# Firearms and Shooting > Projects and Home Builds >  Another stock building attempt

## Toby

@Maca49 gave me this bit of walnut quite a while ago and I was about to get in semi inletted for me but decided it wouldn't be the same if someone did the hard bit for me so I am doing it myself.

I haven't completely fucked it yet which is a good thing haha  :Grin: 





Really wish I had a bandsaw and mill drill, would make this 1000 times easier I reckon

----------


## Maca49

Wow you clever little shit! Well Ill be hanging out to see this finished and what the grain is like, this timber was 35 yrs in storage till I got it!
 :Cool:

----------


## Rushy

It's a bit chunky for my munty little fingers Toby.

----------


## Toby

Well I stuffed it up a bit trying to use a chisel. Should have used the router instead. Hopefully there's a die the right color and I'll fill in everything with bedding stuff

----------


## nevereadyfreddy

Good to see you having another lash at it Tobe. Also good to see you cleaned up the bench mate :Thumbsup:

----------


## Spudattack

> Good to see you having another lash at it Tobe. Also good to see you cleaned up the bench mate


Looks like he justxpushed it off onto the floor! Don't trip over that chainsaw Tobez!

----------


## Chop3r

Shit, and here I was thinking that my shed was a bloody mess but you got me stuffed Toby. I just checked out a peice of walnut that I have had in the shed and I was going to use it to replace the stock on my Finnwolf but the bloody walnut is warped. Plan B coming up

----------


## Toby



----------


## Toby

Still got heaps of wood to take off with the rasp. Had enough of it today been a fair few hours on her today. Finally got the floor pate matched up to action.

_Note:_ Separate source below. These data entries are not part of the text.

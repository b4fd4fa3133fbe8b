/// Bytes of addressable memory for CHIP-8 and SUPER-CHIP programs.
pub const CHIP8_MEMORY_SIZE: usize = 0x1000;

/// XO-CHIP extends the index register to a full 16-bit address space.
pub const XOCHIP_MEMORY_SIZE: usize = 0x10000;

/// Programs are loaded (and begin execution) here; everything below belongs to the interpreter.
pub const PROGRAM_START: u16 = 0x200;

/// 5-row hexadecimal glyphs, 0x050..0x0A0
pub const SMALL_FONT_ADDRESS: u16 = 0x050;
pub const SMALL_FONT_HEIGHT: u16 = 5;

/// 10-row hexadecimal glyphs, 0x0A0..0x140
pub const BIG_FONT_ADDRESS: u16 = 0x0A0;
pub const BIG_FONT_HEIGHT: u16 = 10;

/// Slots in the call stack. One is held in reserve so only `STACK_SIZE - 1` calls can nest.
pub const STACK_SIZE: usize = 16;

/// Physical size of each bit-plane. Low resolution mode draws 2x2 blocks onto it.
pub const DISPLAY_WIDTH: usize = 128;
pub const DISPLAY_HEIGHT: usize = 64;

pub const KEY_COUNT: usize = 16;

/// The flag register
pub const VF: usize = 0xF;

/// The first half of the 4-byte XO-CHIP long index load.
pub const LONG_LOAD: u16 = 0xF000;

/// The host is expected to run this many cycles and tick the timers once per frame.
pub const CYCLES_PER_FRAME: u32 = 12;
pub const FRAMES_PER_SECOND: u32 = 60;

I might get the bedding compound and bed everything first so all the excess and what not will come off when I shape the stock.

----------


## JoshC

I'd be tempted to hack it down a bit with a chainsaw if you don't have bandsaw/jig saw etc. Although I do most of my wood work with a chainsaw! Haha

----------


## gadgetman

Just keep the welder away from it Toby.

----------


## Grutsyboy

get an electric planer to take the bulk of quicker, or a raspy disc in a grinder. way easier and quicker than a hand rasp lol,

----------


## Maca49

Hey Toby I've got a Ryobi planer here you can have, needs a belt guard which I can't get for it! Let me know

----------


## Toby

Thanks for the ideas and offers but Im alright using man power for now haha. Gotta build up my muscles somehow eh

----------


## Gapped axe

Should of got someone with a copy router to do the inletting for you. Then you only need to do the shapey thingy.

----------


## Toby

I tried building a stock duplicator earlier this year but I failed at that

----------


## Gapped axe

I did a stock for my 6.5 yrs ago. Got Wood Masters in Rotorua to do the routing, very worth while.

----------


## Toby

So I got the bedding stuff Friday and done that. Just cracked it open today and will leave to fully harden over the weekend. It's pretty shit I didn't do it very well I don't think. Happy enough with it for my first time ever bedding something though will rough it up a bit and fill in with some more compound and give it another go at some stage and hopefully it'll come out better.

----------


## veitnamcam

Not enough compound.

Sent from my GT-S5360T using Tapatalk 2

----------


## ishoot10s

Holy shit fuck Tobes. You could have ripped that lump lengthwise and had two stocks! Now you'll have to gather all the dust and filings and mix it with epoxy to make a composite one!  :Thumbsup:

----------


## Toby

Probably should have aye, taking ages to shave it down with the bloody rasp

----------


## veitnamcam

Flap disk on grinder?

----------


## Maca49

Do you want that planer!

----------


## Toby

I'm sticking to me guns  :Have A Nice Day:  lack of I should say haha I've kinda stalled on it atm as I will wait until I get a new recoil pad and make the butt to fit it. I might try rough up the bedding around the low spots and redo it

----------


## stug

Re-do the whole bedding at once Toby, don't just do the low bits. Just give the existing bedding a light sand/grind and do it again.

----------


## Toby

> Re-do the whole bedding at once Toby, don't just do the low bits. Just give the existing bedding a light sand/grind and do it again.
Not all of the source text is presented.